**ABOUT THIS TASK**
Set down the material exactly, keeping every line whole.

-- -- --

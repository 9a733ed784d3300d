use std::fmt;
use std::sync::Arc;

use chrono::{DateTime, Utc};
use serde::Serialize;

use crate::display::{format_significant, group_thousands};
use crate::errors::{DefbenchError, Result};
use crate::history;
use crate::sampler::Measurement;

/// Result of one benchmark measurement. Immutable once recorded.
#[derive(Debug, Clone, Serialize)]
pub struct TestRun {
    /// Type path of the benchmarked callable.
    function: String,
    name: String,
    repeat: usize,
    /// Memory readings (MiB) exactly as sampled.
    raw_memory: Vec<f64>,
    /// Readings relative to the baseline; `memory[0] == 0.0`.
    memory: Vec<f64>,
    /// Average seconds per invocation.
    time: f64,
    peak_memory: f64,
    stdout: String,
    stderr: String,
    started_at: DateTime<Utc>,
}

impl TestRun {
    /// Builds a record from a measurement and adds it to the global history.
    ///
    /// Fails with `InvalidRepeatCount` for a zero repeat and `EmptySamples`
    /// when the measurement holds no memory readings.
    pub fn record(
        function: &str,
        name: impl Into<String>,
        repeat: usize,
        measurement: Measurement,
    ) -> Result<Arc<Self>> {
        if repeat == 0 {
            return Err(DefbenchError::InvalidRepeatCount);
        }
        let memory = normalize(&measurement.memory)?;
        let peak_memory = memory.iter().copied().fold(f64::NEG_INFINITY, f64::max);

        let run = Arc::new(Self {
            function: function.to_string(),
            name: name.into(),
            repeat,
            raw_memory: measurement.memory,
            memory,
            time: measurement.total_elapsed.as_secs_f64() / repeat as f64,
            peak_memory,
            stdout: measurement.stdout,
            stderr: measurement.stderr,
            started_at: measurement.started_at,
        });
        history::global().add(Arc::clone(&run));
        Ok(run)
    }

    pub fn function(&self) -> &str {
        &self.function
    }

    pub fn name(&self) -> &str {
        &self.name
    }

    pub fn repeat(&self) -> usize {
        self.repeat
    }

    pub fn raw_memory(&self) -> &[f64] {
        &self.raw_memory
    }

    pub fn memory(&self) -> &[f64] {
        &self.memory
    }

    /// Average wall-clock seconds per invocation.
    pub fn time(&self) -> f64 {
        self.time
    }

    /// Highest reading above the baseline, in MiB.
    pub fn peak_memory(&self) -> f64 {
        self.peak_memory
    }

    pub fn stdout(&self) -> &str {
        &self.stdout
    }

    pub fn stderr(&self) -> &str {
        &self.stderr
    }

    pub fn started_at(&self) -> DateTime<Utc> {
        self.started_at
    }

    /// Compact single-line form: `TestRun(name="x" time=0.0002124 mem=0.0)`.
    pub fn repr(&self) -> String {
        format!(
            "TestRun(name=\"{}\" time={} mem={})",
            self.name,
            format_significant(self.time, 4),
            format_significant(self.peak_memory, 4)
        )
    }
}

impl fmt::Display for TestRun {
    fn fmt(&self, f: &mut fmt::Formatter<'_>) -> fmt::Result {
        writeln!(f, "<TestRun '{}'", self.name)?;
        writeln!(f, "  runs:     {}", group_thousands(self.repeat))?;
        writeln!(f, "  avg time: {}s", format_significant(self.time, 4))?;
        write!(f, "  avg mem:  {:.1}Mib>", self.peak_memory)
    }
}

/// Subtracts the first reading from every reading.
pub fn normalize(raw: &[f64]) -> Result<Vec<f64>> {
    let baseline = *raw.first().ok_or(DefbenchError::EmptySamples)?;
    Ok(raw.iter().map(|x| x - baseline).collect())
}

#[cfg(test)]
pub(crate) mod tests {
    use super::*;
    use std::time::Duration;

    pub(crate) fn measurement(total_secs: f64, samples: &[f64]) -> Measurement {
        Measurement {
            total_elapsed: Duration::from_secs_f64(total_secs),
            memory: samples.to_vec(),
            stdout: String::new(),
            stderr: String::new(),
            started_at: Utc::now(),
        }
    }

    pub(crate) fn make_run(name: &str, repeat: usize, total_secs: f64, samples: &[f64]) -> Arc<TestRun> {
        TestRun::record("tests::make_run", name, repeat, measurement(total_secs, samples)).unwrap()
    }

    #[test]
    fn normalizes_against_first_sample() {
        let raw = [52.25, 52.5, 60.0, 51.0];
        let normalized = normalize(&raw).unwrap();
        assert_eq!(normalized[0], 0.0);
        for (i, value) in normalized.iter().enumerate() {
            assert_eq!(*value, raw[i] - raw[0]);
        }
    }

    #[test]
    fn peak_is_max_of_normalized() {
        let run = make_run("record_peak", 1, 1.0, &[40.0, 41.5, 47.0, 39.0]);
        assert_eq!(run.peak_memory(), 7.0);
        assert_eq!(run.memory(), &[0.0, 1.5, 7.0, -1.0]);
        assert_eq!(run.raw_memory(), &[40.0, 41.5, 47.0, 39.0]);
    }

    #[test]
    fn peak_is_zero_when_memory_only_falls() {
        let run = make_run("record_falling", 1, 1.0, &[40.0, 39.0, 38.0]);
        assert_eq!(run.peak_memory(), 0.0);
    }

    #[test]
    fn empty_samples_is_an_error() {
        let err = TestRun::record("f", "record_empty", 1, measurement(1.0, &[])).unwrap_err();
        assert!(matches!(err, DefbenchError::EmptySamples));
        assert!(
            history::global()
                .get_where(|r| r.name() == "record_empty")
                .is_empty()
        );
    }

    #[test]
    fn zero_repeat_is_an_error() {
        let err = TestRun::record("f", "record_zero", 0, measurement(1.0, &[1.0])).unwrap_err();
        assert!(matches!(err, DefbenchError::InvalidRepeatCount));
    }

    #[test]
    fn time_is_total_divided_by_repeat() {
        let total = Duration::from_millis(1234);
        let m = Measurement {
            total_elapsed: total,
            ..measurement(0.0, &[1.0])
        };
        let run = TestRun::record("f", "record_time", 7, m).unwrap();
        assert_eq!(run.time(), total.as_secs_f64() / 7.0);
        assert_eq!(run.repeat(), 7);
        assert_eq!(run.function(), "f");
    }

    #[test]
    fn display_matches_reference_layout() {
        let run = make_run("search_list", 1000, 0.2124, &[30.0, 30.0]);
        assert_eq!(
            run.to_string(),
            "<TestRun 'search_list'\n  runs:     1,000\n  avg time: 0.0002124s\n  avg mem:  0.0Mib>"
        );
    }

    #[test]
    fn repr_is_single_line() {
        let run = make_run("record_repr", 2, 3.0, &[1.0, 2.5]);
        assert_eq!(run.repr(), "TestRun(name=\"record_repr\" time=1.5 mem=1.5)");
    }

    #[test]
    fn serializes_metrics() {
        let run = make_run("record_json", 4, 2.0, &[10.0, 11.0]);
        let value = serde_json::to_value(run.as_ref()).unwrap();
        assert_eq!(value["name"], "record_json");
        assert_eq!(value["repeat"], 4);
        assert_eq!(value["time"], 0.5);
        assert_eq!(value["peak_memory"], 1.0);
        assert_eq!(value["memory"], serde_json::json!([0.0, 1.0]));
    }
}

-- -- --

**RESULT BELOW**
repository 9a733ed784d3300d
use std::fmt;
use std::sync::Arc;

use chrono::{DateTime, Utc};
use serde::Serialize;

use crate::display::{format_significant, group_thousands};
use crate::errors::{DefbenchError, Result};
use crate::history;
use crate::sampler::Measurement;

/// Result of one benchmark measurement. Immutable once recorded.
#[derive(Debug, Clone, Serialize)]
pub struct TestRun {
    /// Type path of the benchmarked callable.
    function: String,
    name: String,
    repeat: usize,
    /// Memory readings (MiB) exactly as sampled.
    raw_memory: Vec<f64>,
    /// Readings relative to the baseline; `memory[0] == 0.0`.
    memory: Vec<f64>,
    /// Average seconds per invocation.
    time: f64,
    peak_memory: f64,
    stdout: String,
    stderr: String,
    started_at: DateTime<Utc>,
}

impl TestRun {
    /// Builds a record from a measurement and adds it to the global history.
    ///
    /// Fails with `InvalidRepeatCount` for a zero repeat and `EmptySamples`
    /// when the measurement holds no memory readings.
    pub fn record(
        function: &str,
        name: impl Into<String>,
        repeat: usize,
        measurement: Measurement,
    ) -> Result<Arc<Self>> {
        if repeat == 0 {
            return Err(DefbenchError::InvalidRepeatCount);
        }
        let memory = normalize(&measurement.memory)?;
        let peak_memory = memory.iter().copied().fold(f64::NEG_INFINITY, f64::max);

        let run = Arc::new(Self {
            function: function.to_string(),
            name: name.into(),
            repeat,
            raw_memory: measurement.memory,
            memory,
            time: measurement.total_elapsed.as_secs_f64() / repeat as f64,
            peak_memory,
            stdout: measurement.stdout,
            stderr: measurement.stderr,
            started_at: measurement.started_at,
        });
        history::global().add(Arc::clone(&run));
        Ok(run)
    }

    pub fn function(&self) -> &str {
        &self.function
    }

    pub fn name(&self) -> &str {
        &self.name
    }

    pub fn repeat(&self) -> usize {
        self.repeat
    }

    pub fn raw_memory(&self) -> &[f64] {
        &self.raw_memory
    }

    pub fn memory(&self) -> &[f64] {
        &self.memory
    }

    /// Average wall-clock seconds per invocation.
    pub fn time(&self) -> f64 {
        self.time
    }

    /// Highest reading above the baseline, in MiB.
    pub fn peak_memory(&self) -> f64 {
        self.peak_memory
    }

    pub fn stdout(&self) -> &str {
        &self.stdout
    }

    pub fn stderr(&self) -> &str {
        &self.stderr
    }

    pub fn started_at(&self) -> DateTime<Utc> {
        self.started_at
    }

    /// Compact single-line form: `TestRun(name="x" time=0.0002124 mem=0.0)`.
    pub fn repr(&self) -> String {
        format!(
            "TestRun(name=\"{}\" time={} mem={})",
            self.name,
            format_significant(self.time, 4),
            format_significant(self.peak_memory, 4)
        )
    }
}

impl fmt::Display for TestRun {
    fn fmt(&self, f: &mut fmt::Formatter<'_>) -> fmt::Result {
        writeln!(f, "<TestRun '{}'", self.name)?;
        writeln!(f, "  runs:     {}", group_thousands(self.repeat))?;
        writeln!(f, "  avg time: {}s", format_significant(self.time, 4))?;
        write!(f, "  avg mem:  {:.1}Mib>", self.peak_memory)
    }
}

/// Subtracts the first reading from every reading.
pub fn normalize(raw: &[f64]) -> Result<Vec<f64>> {
    let baseline = *raw.first().ok_or(DefbenchError::EmptySamples)?;
    Ok(raw.iter().map(|x| x - baseline).collect())
}

#[cfg(test)]
pub(crate) mod tests {
    use super::*;
    use std::time::Duration;

    pub(crate) fn measurement(total_secs: f64, samples: &[f64]) -> Measurement {
        Measurement {
            total_elapsed: Duration::from_secs_f64(total_secs),
            memory: samples.to_vec(),
            stdout: String::new(),
            stderr: String::new(),
            started_at: Utc::now(),
        }
    }

    pub(crate) fn make_run(name: &str, repeat: usize, total_secs: f64, samples: &[f64]) -> Arc<TestRun> {
        TestRun::record("tests::make_run", name, repeat, measurement(total_secs, samples)).unwrap()
    }

    #[test]
    fn normalizes_against_first_sample() {
        let raw = [52.25, 52.5, 60.0, 51.0];
        let normalized = normalize(&raw).unwrap();
        assert_eq!(normalized[0], 0.0);
        for (i, value) in normalized.iter().enumerate() {
            assert_eq!(*value, raw[i] - raw[0]);
        }
    }

    #[test]
    fn peak_is_max_of_normalized() {
        let run = make_run("record_peak", 1, 1.0, &[40.0, 41.5, 47.0, 39.0]);
        assert_eq!(run.peak_memory(), 7.0);
        assert_eq!(run.memory(), &[0.0, 1.5, 7.0, -1.0]);
        assert_eq!(run.raw_memory(), &[40.0, 41.5, 47.0, 39.0]);
    }

    #[test]
    fn peak_is_zero_when_memory_only_falls() {
        let run = make_run("record_falling", 1, 1.0, &[40.0, 39.0, 38.0]);
        assert_eq!(run.peak_memory(), 0.0);
    }

    #[test]
    fn empty_samples_is_an_error() {
        let err = TestRun::record("f", "record_empty", 1, measurement(1.0, &[])).unwrap_err();
        assert!(matches!(err, DefbenchError::EmptySamples));
        assert!(
            history::global()
                .get_where(|r| r.name() == "record_empty")
                .is_empty()
        );
    }

    #[test]
    fn zero_repeat_is_an_error() {
        let err = TestRun::record("f", "record_zero", 0, measurement(1.0, &[1.0])).unwrap_err();
        assert!(matches!(err, DefbenchError::InvalidRepeatCount));
    }

    #[test]
    fn time_is_total_divided_by_repeat() {
        let total = Duration::from_millis(1234);
        let m = Measurement {
            total_elapsed: total,
            ..measurement(0.0, &[1.0])
        };
        let run = TestRun::record("f", "record_time", 7, m).unwrap();
        assert_eq!(run.time(), total.as_secs_f64() / 7.0);
        assert_eq!(run.repeat(), 7);
        assert_eq!(run.function(), "f");
    }

    #[test]
    fn display_matches_reference_layout() {
        let run = make_run("search_list", 1000, 0.2124, &[30.0, 30.0]);
        assert_eq!(
            run.to_string(),
            "<TestRun 'search_list'\n  runs:     1,000\n  avg time: 0.0002124s\n  avg mem:  0.0Mib>"
        );
    }

    #[test]
    fn repr_is_single_line() {
        let run = make_run("record_repr", 2, 3.0, &[1.0, 2.5]);
        assert_eq!(run.repr(), "TestRun(name=\"record_repr\" time=1.5 mem=1.5)");
    }

    #[test]
    fn serializes_metrics() {
        let run = make_run("record_json", 4, 2.0, &[10.0, 11.0]);
        let value = serde_json::to_value(run.as_ref()).unwrap();
        assert_eq!(value["name"], "record_json");
        assert_eq!(value["repeat"], 4);
        assert_eq!(value["time"], 0.5);
        assert_eq!(value["peak_memory"], 1.0);
        assert_eq!(value["memory"], serde_json::json!([0.0, 1.0]));
    }
}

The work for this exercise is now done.